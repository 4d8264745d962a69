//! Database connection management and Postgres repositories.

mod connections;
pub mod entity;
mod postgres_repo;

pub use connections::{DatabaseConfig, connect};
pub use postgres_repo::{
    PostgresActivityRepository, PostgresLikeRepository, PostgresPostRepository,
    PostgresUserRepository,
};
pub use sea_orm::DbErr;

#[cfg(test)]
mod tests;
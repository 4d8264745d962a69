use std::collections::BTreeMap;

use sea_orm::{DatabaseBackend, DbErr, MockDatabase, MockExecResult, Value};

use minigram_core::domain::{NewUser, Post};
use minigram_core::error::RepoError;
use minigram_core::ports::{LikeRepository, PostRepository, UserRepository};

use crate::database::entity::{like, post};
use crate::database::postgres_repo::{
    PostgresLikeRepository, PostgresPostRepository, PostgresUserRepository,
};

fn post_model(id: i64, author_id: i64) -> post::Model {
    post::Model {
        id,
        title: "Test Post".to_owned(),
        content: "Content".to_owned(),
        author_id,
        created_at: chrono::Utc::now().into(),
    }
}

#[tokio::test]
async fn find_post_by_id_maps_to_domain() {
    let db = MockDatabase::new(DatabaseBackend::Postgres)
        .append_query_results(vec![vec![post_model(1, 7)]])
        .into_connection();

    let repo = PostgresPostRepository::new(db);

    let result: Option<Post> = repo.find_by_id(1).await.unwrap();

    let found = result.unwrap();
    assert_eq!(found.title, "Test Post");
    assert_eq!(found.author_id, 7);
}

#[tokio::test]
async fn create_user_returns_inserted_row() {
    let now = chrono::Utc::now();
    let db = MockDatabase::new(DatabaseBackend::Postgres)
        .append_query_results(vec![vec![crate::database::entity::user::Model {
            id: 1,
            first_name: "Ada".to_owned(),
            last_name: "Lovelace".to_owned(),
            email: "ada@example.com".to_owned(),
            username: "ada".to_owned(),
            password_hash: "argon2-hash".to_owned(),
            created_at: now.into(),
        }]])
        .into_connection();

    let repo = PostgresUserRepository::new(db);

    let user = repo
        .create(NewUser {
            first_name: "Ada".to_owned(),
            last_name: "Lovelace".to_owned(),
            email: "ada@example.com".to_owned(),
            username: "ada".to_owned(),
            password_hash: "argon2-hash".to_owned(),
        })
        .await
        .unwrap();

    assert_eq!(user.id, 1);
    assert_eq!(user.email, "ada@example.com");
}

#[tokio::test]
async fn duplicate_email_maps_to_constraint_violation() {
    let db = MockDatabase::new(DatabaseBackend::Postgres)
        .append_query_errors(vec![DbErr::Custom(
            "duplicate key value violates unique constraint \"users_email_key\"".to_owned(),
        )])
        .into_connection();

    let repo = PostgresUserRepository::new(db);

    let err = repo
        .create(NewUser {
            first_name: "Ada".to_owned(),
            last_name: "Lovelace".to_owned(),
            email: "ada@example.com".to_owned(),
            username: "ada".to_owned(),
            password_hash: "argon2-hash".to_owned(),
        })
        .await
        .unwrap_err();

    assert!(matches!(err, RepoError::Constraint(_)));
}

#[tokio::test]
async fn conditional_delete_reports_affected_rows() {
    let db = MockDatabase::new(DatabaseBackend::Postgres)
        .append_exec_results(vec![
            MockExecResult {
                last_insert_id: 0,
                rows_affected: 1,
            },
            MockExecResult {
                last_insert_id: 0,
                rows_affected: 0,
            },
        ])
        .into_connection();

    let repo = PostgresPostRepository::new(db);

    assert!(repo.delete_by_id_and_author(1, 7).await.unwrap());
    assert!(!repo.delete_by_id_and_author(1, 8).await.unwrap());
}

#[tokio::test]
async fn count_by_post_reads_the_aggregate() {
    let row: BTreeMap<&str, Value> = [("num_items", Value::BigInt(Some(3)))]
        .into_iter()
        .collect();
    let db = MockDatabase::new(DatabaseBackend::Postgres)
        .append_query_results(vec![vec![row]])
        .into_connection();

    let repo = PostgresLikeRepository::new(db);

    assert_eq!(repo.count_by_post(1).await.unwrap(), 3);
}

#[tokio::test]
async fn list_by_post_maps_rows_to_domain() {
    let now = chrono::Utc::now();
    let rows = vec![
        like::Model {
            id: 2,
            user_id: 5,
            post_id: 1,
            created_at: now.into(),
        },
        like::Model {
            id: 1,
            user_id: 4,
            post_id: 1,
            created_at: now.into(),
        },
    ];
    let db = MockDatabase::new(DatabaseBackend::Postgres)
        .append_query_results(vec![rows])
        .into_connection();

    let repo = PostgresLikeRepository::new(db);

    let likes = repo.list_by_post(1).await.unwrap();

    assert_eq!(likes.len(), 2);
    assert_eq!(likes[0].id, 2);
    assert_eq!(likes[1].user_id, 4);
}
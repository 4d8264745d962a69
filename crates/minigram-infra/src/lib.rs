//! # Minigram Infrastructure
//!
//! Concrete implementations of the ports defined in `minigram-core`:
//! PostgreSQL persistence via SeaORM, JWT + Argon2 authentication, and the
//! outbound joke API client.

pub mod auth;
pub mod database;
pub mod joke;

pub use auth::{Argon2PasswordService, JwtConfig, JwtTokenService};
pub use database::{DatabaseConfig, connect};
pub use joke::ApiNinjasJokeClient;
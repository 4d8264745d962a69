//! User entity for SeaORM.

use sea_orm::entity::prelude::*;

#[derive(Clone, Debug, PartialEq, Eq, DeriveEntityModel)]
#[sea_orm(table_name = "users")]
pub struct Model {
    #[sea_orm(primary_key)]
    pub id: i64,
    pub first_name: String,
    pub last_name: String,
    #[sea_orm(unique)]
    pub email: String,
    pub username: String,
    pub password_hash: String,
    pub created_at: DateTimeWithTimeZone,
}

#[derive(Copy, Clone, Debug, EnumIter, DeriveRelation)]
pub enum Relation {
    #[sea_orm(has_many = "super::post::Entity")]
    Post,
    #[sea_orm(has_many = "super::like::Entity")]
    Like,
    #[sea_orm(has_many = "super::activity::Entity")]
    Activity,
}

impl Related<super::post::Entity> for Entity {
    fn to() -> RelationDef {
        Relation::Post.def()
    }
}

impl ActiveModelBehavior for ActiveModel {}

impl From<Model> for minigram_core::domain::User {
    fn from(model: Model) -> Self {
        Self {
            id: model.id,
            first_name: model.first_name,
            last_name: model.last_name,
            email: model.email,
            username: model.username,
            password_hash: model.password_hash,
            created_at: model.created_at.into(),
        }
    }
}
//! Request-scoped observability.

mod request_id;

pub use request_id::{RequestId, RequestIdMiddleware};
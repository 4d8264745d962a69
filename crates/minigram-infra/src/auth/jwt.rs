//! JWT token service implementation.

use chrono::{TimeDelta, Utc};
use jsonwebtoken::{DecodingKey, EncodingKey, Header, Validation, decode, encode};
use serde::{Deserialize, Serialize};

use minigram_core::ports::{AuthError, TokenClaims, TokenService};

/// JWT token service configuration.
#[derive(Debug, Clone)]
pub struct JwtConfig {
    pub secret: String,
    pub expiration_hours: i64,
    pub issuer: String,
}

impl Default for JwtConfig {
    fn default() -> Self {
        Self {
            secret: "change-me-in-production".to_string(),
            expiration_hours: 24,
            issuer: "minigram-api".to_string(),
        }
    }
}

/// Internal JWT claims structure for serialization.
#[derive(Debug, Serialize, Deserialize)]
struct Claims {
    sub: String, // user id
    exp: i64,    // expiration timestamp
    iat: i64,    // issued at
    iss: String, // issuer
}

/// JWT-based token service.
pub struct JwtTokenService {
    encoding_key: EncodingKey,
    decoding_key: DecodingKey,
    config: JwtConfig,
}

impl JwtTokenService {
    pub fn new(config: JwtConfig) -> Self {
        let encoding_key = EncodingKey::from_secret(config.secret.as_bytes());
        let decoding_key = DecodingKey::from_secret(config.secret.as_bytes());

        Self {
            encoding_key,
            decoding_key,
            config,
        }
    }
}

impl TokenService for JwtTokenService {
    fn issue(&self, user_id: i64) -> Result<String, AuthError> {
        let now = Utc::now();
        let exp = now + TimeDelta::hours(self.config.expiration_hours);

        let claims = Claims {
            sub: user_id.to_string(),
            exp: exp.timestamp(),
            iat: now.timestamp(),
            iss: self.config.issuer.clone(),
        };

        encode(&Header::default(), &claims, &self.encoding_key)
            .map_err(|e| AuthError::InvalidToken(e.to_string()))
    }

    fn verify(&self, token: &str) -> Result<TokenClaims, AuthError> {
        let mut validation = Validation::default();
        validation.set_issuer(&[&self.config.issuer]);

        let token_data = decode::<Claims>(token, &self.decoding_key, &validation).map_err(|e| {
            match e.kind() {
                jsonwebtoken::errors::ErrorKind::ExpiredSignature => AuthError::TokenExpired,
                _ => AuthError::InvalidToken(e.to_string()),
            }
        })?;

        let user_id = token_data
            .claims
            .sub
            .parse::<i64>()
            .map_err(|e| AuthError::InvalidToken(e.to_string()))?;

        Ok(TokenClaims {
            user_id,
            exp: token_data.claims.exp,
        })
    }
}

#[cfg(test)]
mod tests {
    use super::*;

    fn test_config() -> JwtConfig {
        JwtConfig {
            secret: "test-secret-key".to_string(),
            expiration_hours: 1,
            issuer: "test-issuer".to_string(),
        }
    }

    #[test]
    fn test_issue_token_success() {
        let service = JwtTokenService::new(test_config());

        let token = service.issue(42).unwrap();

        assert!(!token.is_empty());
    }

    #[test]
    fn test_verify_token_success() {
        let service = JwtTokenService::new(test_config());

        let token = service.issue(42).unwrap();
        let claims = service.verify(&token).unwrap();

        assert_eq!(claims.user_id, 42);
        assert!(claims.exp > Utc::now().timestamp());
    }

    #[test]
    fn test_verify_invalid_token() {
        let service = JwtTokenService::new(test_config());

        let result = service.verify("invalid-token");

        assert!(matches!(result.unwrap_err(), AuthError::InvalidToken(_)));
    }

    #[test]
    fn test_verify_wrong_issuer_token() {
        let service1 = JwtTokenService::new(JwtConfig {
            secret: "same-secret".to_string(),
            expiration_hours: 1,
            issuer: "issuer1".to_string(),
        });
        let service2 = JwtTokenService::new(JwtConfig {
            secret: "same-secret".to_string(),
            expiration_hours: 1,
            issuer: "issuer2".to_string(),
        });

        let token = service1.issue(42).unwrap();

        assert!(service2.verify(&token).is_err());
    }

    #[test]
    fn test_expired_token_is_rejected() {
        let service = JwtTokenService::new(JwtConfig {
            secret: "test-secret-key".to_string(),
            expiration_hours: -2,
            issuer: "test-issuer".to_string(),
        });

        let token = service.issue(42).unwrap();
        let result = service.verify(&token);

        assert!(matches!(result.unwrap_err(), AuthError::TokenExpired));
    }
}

::::::

What the task requires = Only the number should be given: the count of lines in the entries that contain the string "DbErr".

Task result = 3